Who are the winners and who are the losers in the competition between the regions? Where in Germany has the greatest progress been made in childcare? How are the fine dust concentrations distributed regionally and what is being done to counteract air pollution? - Answers to these and other questions recently discussed are provided by the book “Deutschland aktuell”, which the atlas experts of the Leibniz Institute for Regional Geography (IfL) have compiled from map contributions from the institute's own website “Nationalatlas aktuell”.

The 110-page volume that has just been published shows a selection of 22 articles that were created in the first three years of “National Atlas Current” with the participation of experts from a wide variety of disciplines. The topics exemplarily reflect the content spectrum of the online offer. A total of 65 maps make regional distributions and spatial changes clear at a glance, text comments supplement the maps with offers of interpretation, graphics, photos and tables illustrate facts and backgrounds.

In the “People and Society” section, the focus is on births out of wedlock, migration from west to east and right-wing extremism. “Living in everyday life” is about Germany's language areas, childcare, regional food and regionally different proportions of the population of smokers. The chapter "Nature and Environment" deals with the fine dust problem and the effects of climate change on winter sports in Germany. In the last part, “Economy and Culture”, the thematic arc ranges from regional currencies to the German unity transport projects to changes in the press landscape and the risky financing model of cross-border leasing.

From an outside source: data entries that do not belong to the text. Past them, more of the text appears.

//! The trusted half of the sanitizer. Ships each file on the command line
//! to a disposable VM, receives sanitized pixels back, and writes the
//! reassembled PDF.

use std::sync::Arc;

use clap::Parser as _;
use tracing_subscriber::{EnvFilter, layer::SubscriberExt as _, util::SubscriberInitExt as _};

use self::{cli::Opts, prelude::*, transport::QrexecTransport, ui::Ui};

mod archive;
mod assembler;
mod async_utils;
mod cli;
mod cpu_limit;
mod document;
mod orchestrator;
mod page;
mod prelude;
mod receiver;
mod reencoder;
mod supervisor;
mod transport;
mod ui;

#[tokio::main]
async fn main() {
    let ui = Ui::init();

    let env_filter = EnvFilter::builder()
        .with_default_directive(tracing::Level::INFO.into())
        .from_env_lossy();
    let subscriber = tracing_subscriber::fmt::layer()
        .with_writer(ui.get_stderr_writer())
        .with_filter(env_filter);
    tracing_subscriber::registry().with(subscriber).init();

    if let Err(err) = real_main(ui).await {
        eprintln!("error: {err:#}");
        std::process::exit(1);
    }
}

async fn real_main(ui: Ui) -> Result<()> {
    dotenvy::dotenv().ok();

    let opts = Opts::parse();
    debug!("parsed options: {opts:?}");

    if !opts.using_interactive_output() {
        ui.hide_progress_bars();
    }

    let transport: Arc<dyn transport::Transport> = Arc::new(QrexecTransport::from_env());
    supervisor::run(&opts, &ui, transport).await
}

The IfL decided to decouple map contributions from the digital offer because the book form allows a higher level of detail in the cartography. "The advantages of map displays on the screen lie in the ability to quickly switch to glossary entries, detailed maps, enlargements or text comments," explains IfL project manager Sabine Tzschaschel. "We also see the publication as a search for a compromise between online and print media and want to make parts of our digital offer accessible to those who prefer enjoyable browsing to using a mouse and monitor," says the atlas expert. “Deutschland aktuell” thus joins the IfL's strategy of increasingly using digital and internet-based forms of representation for the visualization of spatial knowledge and, at the same time, continuing and further developing tried-and-tested media according to a high quality standard.